→ About this exercise: Your task is to transcribe, without alteration, the lines from the top of the material below through the line bearing "directed to stderr", inclusive.

→ Data for this task:
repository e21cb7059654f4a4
//! Shared helpers

pub mod testing;
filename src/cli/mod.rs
//! CLI layer: argument parsing and command dispatch

pub mod args;
pub mod commands;
pub mod error;
pub mod output;

pub use args::{Cli, Commands};
pub use error::{CliError, CliResult};
//! Standard exit codes (BSD sysexits.h compatible)

/// Command line usage error
pub const USAGE: i32 = 64;

/// Data format error (e.g. statistics over an empty sequence)
pub const DATAERR: i32 = 65;

/// Configuration error
pub const CONFIG: i32 = 78;
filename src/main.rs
use clap::Parser;
use primer::cli::commands::execute_command;
use primer::cli::output;
use primer::cli::Cli;
use tracing::level_filters::LevelFilter;
use tracing_subscriber::fmt::format::FmtSpan;
use tracing_subscriber::layer::SubscriberExt;
use tracing_subscriber::util::SubscriberInitExt;
use tracing_subscriber::{fmt, Layer};

fn main() {
    let cli = Cli::parse();

    setup_logging(cli.debug);

    if let Err(e) = execute_command(&cli) {
        output::error(&e);
        std::process::exit(e.exit_code());
    }
}

fn setup_logging(verbosity: u8) {
    let filter = match verbosity {
        0 => LevelFilter::WARN,
        1 => LevelFilter::INFO,
        2 => LevelFilter::DEBUG,
        3 => LevelFilter::TRACE,
        _ => {
            eprintln!("Don't be crazy, max is -d -d -d");
            LevelFilter::TRACE
        }
    };

    // Create a subscriber with formatted output directed to stderr
    let fmt_layer = fmt::layer()
        .with_writer(std::io::stderr)
        .with_target(true)
        .with_thread_names(false)
        .with_span_events(FmtSpan::CLOSE);

    tracing_subscriber::registry()
        .with(fmt_layer.with_filter(filter))
        .init();

    match filter {
        LevelFilter::INFO => tracing::info!("Debug mode: info"),
        LevelFilter::DEBUG => tracing::debug!("Debug mode: debug"),
        LevelFilter::TRACE => tracing::debug!("Debug mode: trace"),
        _ => {}
    }
}
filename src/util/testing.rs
//! Test support: one global tracing subscriber per test binary

use std::env;
use std::sync::Once;

use tracing::{debug, info};
use tracing_subscriber::{fmt, prelude::*, EnvFilter};

static TEST_SETUP: Once = Once::new();

/// Install the test subscriber; later calls are no-ops.
///
/// Level comes from `RUST_LOG`, default `trace`.
pub fn init_test_setup() {
    TEST_SETUP.call_once(|| {
        if env::var("RUST_LOG").is_err() {
            env::set_var("RUST_LOG", "trace");
        }
        setup_test_logging();
        info!("Test Setup complete");
    });
}

fn setup_test_logging() {
    if tracing::dispatcher::has_been_set() {
        debug!("Tracing subscriber already set");
        return;
    }

    let env_filter = EnvFilter::try_from_default_env().unwrap_or_else(|_| EnvFilter::new("debug"));

    tracing_subscriber::registry()
        .with(
            fmt::layer()
                .with_test_writer()
                .with_target(true)
                .with_thread_names(false)
                .with_filter(env_filter),
        )
        .try_init()
        .unwrap_or_else(|e| {
            eprintln!("Error: Failed to set up logging: {}", e);
        });
}
//! String checks

/// Whether `text` reads the same both ways, ignoring case and every
/// character that is not an ASCII letter or digit.
///
/// The empty string is a palindrome.
pub fn is_palindrome(text: &str) -> bool {
    if text.is_empty() {
        return true;
    }
    let cleaned: Vec<char> = text
        .to_lowercase()
        .chars()
        .filter(|c| c.is_ascii_lowercase() || c.is_ascii_digit())
        .collect();

    let mut left = 0;
    let mut right = cleaned.len().saturating_sub(1);
    while left < right {
        if cleaned[left] != cleaned[right] {
            return false;
        }
        left += 1;
        right -= 1;
    }
    true
}

/// Number of `a e i o u` characters in `text`, case-insensitive.
pub fn count_vowels(text: &str) -> usize {
    text.chars()
        .filter(|c| matches!(c.to_ascii_lowercase(), 'a' | 'e' | 'i' | 'o' | 'u'))
        .count()
}
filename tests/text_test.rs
//! Integration tests for the string checks

use rstest::rstest;

use primer::domain::{count_vowels, is_palindrome};

#[rstest]
#[case("racecar", true)]
#[case("hello", false)]
#[case("A man, a plan, a canal: Panama", true)]
#[case("Was it a car or a cat I saw?", true)]
#[case("", true)]
fn given_text_when_checking_palindrome_then_expected(#[case] text: &str, #[case] expected: bool) {
    assert_eq!(is_palindrome(text), expected);
}

#[test]
fn given_demo_sentence_when_counting_vowels_then_six() {
    assert_eq!(count_vowels("Hello World Programming"), 6);
}

#[test]
fn given_empty_text_when_counting_vowels_then_zero() {
    assert_eq!(count_vowels(""), 0);
}

#[test]
fn given_mixed_case_when_counting_vowels_then_case_insensitive() {
    assert_eq!(count_vowels("AbEcIdOfU"), count_vowels("abecidofu"));
}
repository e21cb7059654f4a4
//! Array statistics over in-memory sequences

use crate::domain::error::{DomainError, DomainResult};

/// Arithmetic mean; 0.0 for an empty sequence.
pub fn mean(values: &[f64]) -> f64 {
    if values.is_empty() {
        return 0.0;
    }
    values.iter().sum::<f64>() / values.len() as f64
}

/// Population variance (divides by N, not N-1); 0.0 for an empty sequence.
pub fn variance(values: &[f64]) -> f64 {
    if values.is_empty() {
        return 0.0;
    }
    let mean = mean(values);
    let squared_deviations: f64 = values.iter().map(|v| (v - mean).powi(2)).sum();
    squared_deviations / values.len() as f64
}

/// Population standard deviation; 0.0 for an empty sequence.
pub fn standard_deviation(values: &[f64]) -> f64 {
    variance(values).sqrt()
}

/// Largest value of a non-empty sequence.
///
/// # Errors
/// [`DomainError::InvalidArgument`] if `values` is empty.
pub fn find_max(values: &[f64]) -> DomainResult<f64> {
    let (first, rest) = split_non_empty(values)?;
    let mut max = first;
    for &value in rest {
        if value > max {
            max = value;
        }
    }
    Ok(max)
}

/// Smallest value of a non-empty sequence.
///
/// # Errors
/// [`DomainError::InvalidArgument`] if `values` is empty.
pub fn find_min(values: &[f64]) -> DomainResult<f64> {
    let (first, rest) = split_non_empty(values)?;
    let mut min = first;
    for &value in rest {
        if value < min {
            min = value;
        }
    }
    Ok(min)
}

fn split_non_empty(values: &[f64]) -> DomainResult<(f64, &[f64])> {
    values
        .split_first()
        .map(|(first, rest)| (*first, rest))
        .ok_or_else(|| DomainError::InvalidArgument("array cannot be empty".to_string()))
}

/// Reverses `values` in place by swapping from both ends inward.
pub fn reverse_array(values: &mut [i32]) {
    if values.is_empty() {
        return;
    }
    let mut left = 0;
    let mut right = values.len() - 1;
    while left < right {
        values.swap(left, right);
        left += 1;
        right -= 1;
    }
}
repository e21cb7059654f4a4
//! Environment overrides for Settings.
//!
//! Kept in its own test binary: it mutates process environment.

use primer::config::Settings;

#[test]
fn given_primer_env_vars_when_loading_then_override_defaults() {
    // Arrange
    std::env::set_var("PRIMER_PI_ITERATIONS", "1000");
    std::env::set_var("PRIMER_CIRCLE__COLOR", "green");
    std::env::set_var("PRIMER_REVERSE_DATA", "3,2,1");
    std::env::set_var("PRIMER_SAMPLE_DATA", "5");
    std::env::set_var("PRIMER_VOWEL_TEXT", "True");
    std::env::set_var("PRIMER_RECTANGLE__FILLED", "true");

    // Act
    let settings = Settings::load_layers(None, None).expect("load settings");

    // Assert
    assert_eq!(settings.pi_iterations, 1000);
    assert_eq!(settings.circle.color, "green");
    assert_eq!(settings.reverse_data, vec![3, 2, 1]);
    assert_eq!(settings.sample_data, vec![5.0]);
    assert_eq!(settings.vowel_text, "True");
    assert!(settings.rectangle.filled);
    assert_eq!(settings.isqrt_input, 50);

    // Cleanup
    std::env::remove_var("PRIMER_PI_ITERATIONS");
    std::env::remove_var("PRIMER_CIRCLE__COLOR");
    std::env::remove_var("PRIMER_REVERSE_DATA");
    std::env::remove_var("PRIMER_SAMPLE_DATA");
    std::env::remove_var("PRIMER_VOWEL_TEXT");
    std::env::remove_var("PRIMER_RECTANGLE__FILLED");
}
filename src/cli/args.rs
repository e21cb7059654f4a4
//! CLI argument definitions using clap

use std::path::PathBuf;

use clap::{ArgAction, Args, Parser, Subcommand, ValueHint};

/// Introductory algorithms, statistics, string checks and a shape model
#[derive(Parser, Debug)]
#[command(name = "primer")]
#[command(version, about, long_about = None)]
#[command(propagate_version = true)]
pub struct Cli {
    /// Verbosity: -d info, -dd debug, -ddd trace
    #[arg(short, long, action = ArgAction::Count, global = true)]
    pub debug: u8,

    /// Settings file (TOML), layered over the global config
    #[arg(short, long, global = true, value_hint = ValueHint::FilePath)]
    pub config: Option<PathBuf>,

    #[command(subcommand)]
    pub command: Option<Commands>,
}

#[derive(Subcommand, Debug)]
pub enum Commands {
    /// Run the full demonstration
    Demo,

    /// Largest k with k*k <= N
    Isqrt {
        #[arg(allow_negative_numbers = true)]
        n: i64,
    },

    /// Approximate pi with the Leibniz series
    Pi {
        /// Number of series terms (default: from settings)
        #[arg(short = 'n', long, allow_negative_numbers = true)]
        iterations: Option<i64>,
    },

    /// N! (exact up to 20)
    Factorial { n: u32 },

    /// Mean, standard deviation, min and max
    Stats {
        #[arg(allow_negative_numbers = true)]
        values: Vec<f64>,
    },

    /// Reverse a list of integers
    Reverse {
        #[arg(allow_negative_numbers = true)]
        values: Vec<i32>,
    },

    /// Check whether TEXT is a palindrome
    Palindrome { text: Option<String> },

    /// Count the vowels in TEXT
    Vowels { text: Option<String> },

    /// Describe a shape
    Shape {
        #[command(subcommand)]
        command: ShapeCommands,
    },

    /// Manage settings
    Config {
        #[command(subcommand)]
        command: ConfigCommands,
    },

    /// Generate shell completions
    Completion {
        /// Shell type
        #[arg(value_enum)]
        shell: clap_complete::Shell,
    },
}

#[derive(Subcommand, Debug)]
pub enum ShapeCommands {
    /// Circle of the given radius
    Circle {
        #[arg(short, long, default_value_t = 1.0, allow_negative_numbers = true)]
        radius: f64,
        #[command(flatten)]
        style: StyleArgs,
    },
    /// Rectangle of the given width and height
    Rectangle {
        #[arg(short = 'W', long, default_value_t = 1.0, allow_negative_numbers = true)]
        width: f64,
        #[arg(short = 'H', long, default_value_t = 1.0, allow_negative_numbers = true)]
        height: f64,
        #[command(flatten)]
        style: StyleArgs,
    },
}

/// Base attributes shared by all shapes
#[derive(Args, Debug)]
pub struct StyleArgs {
    #[arg(long, default_value = "white")]
    pub color: String,
    #[arg(long)]
    pub filled: bool,
}

#[derive(Subcommand, Debug)]
pub enum ConfigCommands {
    /// Show effective settings as TOML
    Show,
    /// Show global config file location
    Path,
}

→ Answer below:
repository e21cb7059654f4a4
//! Shared helpers

pub mod testing;
filename src/cli/mod.rs
//! CLI layer: argument parsing and command dispatch

pub mod args;
pub mod commands;
pub mod error;
pub mod output;

pub use args::{Cli, Commands};
pub use error::{CliError, CliResult};
//! Standard exit codes (BSD sysexits.h compatible)

/// Command line usage error
pub const USAGE: i32 = 64;

/// Data format error (e.g. statistics over an empty sequence)
pub const DATAERR: i32 = 65;

/// Configuration error
pub const CONFIG: i32 = 78;
filename src/main.rs
use clap::Parser;
use primer::cli::commands::execute_command;
use primer::cli::output;
use primer::cli::Cli;
use tracing::level_filters::LevelFilter;
use tracing_subscriber::fmt::format::FmtSpan;
use tracing_subscriber::layer::SubscriberExt;
use tracing_subscriber::util::SubscriberInitExt;
use tracing_subscriber::{fmt, Layer};

fn main() {
    let cli = Cli::parse();

    setup_logging(cli.debug);

    if let Err(e) = execute_command(&cli) {
        output::error(&e);
        std::process::exit(e.exit_code());
    }
}

fn setup_logging(verbosity: u8) {
    let filter = match verbosity {
        0 => LevelFilter::WARN,
        1 => LevelFilter::INFO,
        2 => LevelFilter::DEBUG,
        3 => LevelFilter::TRACE,
        _ => {
            eprintln!("Don't be crazy, max is -d -d -d");
            LevelFilter::TRACE
        }
    };

    // Create a subscriber with formatted output directed to stderr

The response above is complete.